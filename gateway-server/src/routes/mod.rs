pub mod admin;
pub mod extract;
pub mod generate;
pub mod health;
pub mod models;
pub mod schemas;
pub mod usage;

use crate::error::AppError;
use crate::state::AppState;
use axum::extract::{FromRequest, FromRequestParts, Request};
use axum::http::request::Parts;
use axum::Json;
use gateway_auth::AuthContext;
use gateway_core::GatewayError;
use serde::de::DeserializeOwned;
use std::sync::Arc;

/// Extracts and gates the caller's API key from the `Authorization` header
/// (`Bearer <key>`) or `X-Api-Key`, running the full auth gate. Any
/// handler taking this extractor gets auth for free.
pub struct Authenticated(pub AuthContext);

impl FromRequestParts<Arc<AppState>> for Authenticated {
    type Rejection = AppError;

    async fn from_request_parts(parts: &mut Parts, state: &Arc<AppState>) -> Result<Self, Self::Rejection> {
        let raw_key = bearer_or_header(parts);
        let ctx = state.auth.authenticate_and_gate(raw_key.as_deref()).await?;
        Ok(Authenticated(ctx))
    }
}

fn bearer_or_header(parts: &Parts) -> Option<String> {
    if let Some(value) = parts.headers.get(axum::http::header::AUTHORIZATION) {
        if let Ok(s) = value.to_str() {
            if let Some(rest) = s.strip_prefix("Bearer ") {
                return Some(rest.trim().to_string());
            }
        }
    }
    parts
        .headers
        .get("x-api-key")
        .and_then(|v| v.to_str().ok())
        .map(|s| s.trim().to_string())
}

/// Extracts the caller's IP for the audit log.
pub fn client_host(headers: &axum::http::HeaderMap) -> String {
    headers
        .get("x-forwarded-for")
        .and_then(|v| v.to_str().ok())
        .and_then(|v| v.split(',').next())
        .map(|s| s.trim().to_string())
        .unwrap_or_else(|| "unknown".to_string())
}

pub(crate) fn require_admin(state: &AppState, auth: &AuthContext) -> Result<(), GatewayError> {
    state.auth.require_admin(auth)
}

/// `Json<T>` that renders a malformed body as the canonical
/// `validation_error` envelope instead of axum's default plain-text
/// rejection.
pub struct ValidatedJson<T>(pub T);

impl<T, S> FromRequest<S> for ValidatedJson<T>
where
    T: DeserializeOwned,
    S: Send + Sync,
{
    type Rejection = AppError;

    async fn from_request(req: Request, state: &S) -> Result<Self, Self::Rejection> {
        match Json::<T>::from_request(req, state).await {
            Ok(Json(value)) => Ok(ValidatedJson(value)),
            Err(_) => Err(AppError::new(GatewayError::ValidationError { fields: vec!["body".to_string()] })),
        }
    }
}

* **Task details**
Working from the listing, state how many lines include "GatewayError". The reply must be that number alone.

* **Exercise solution**
3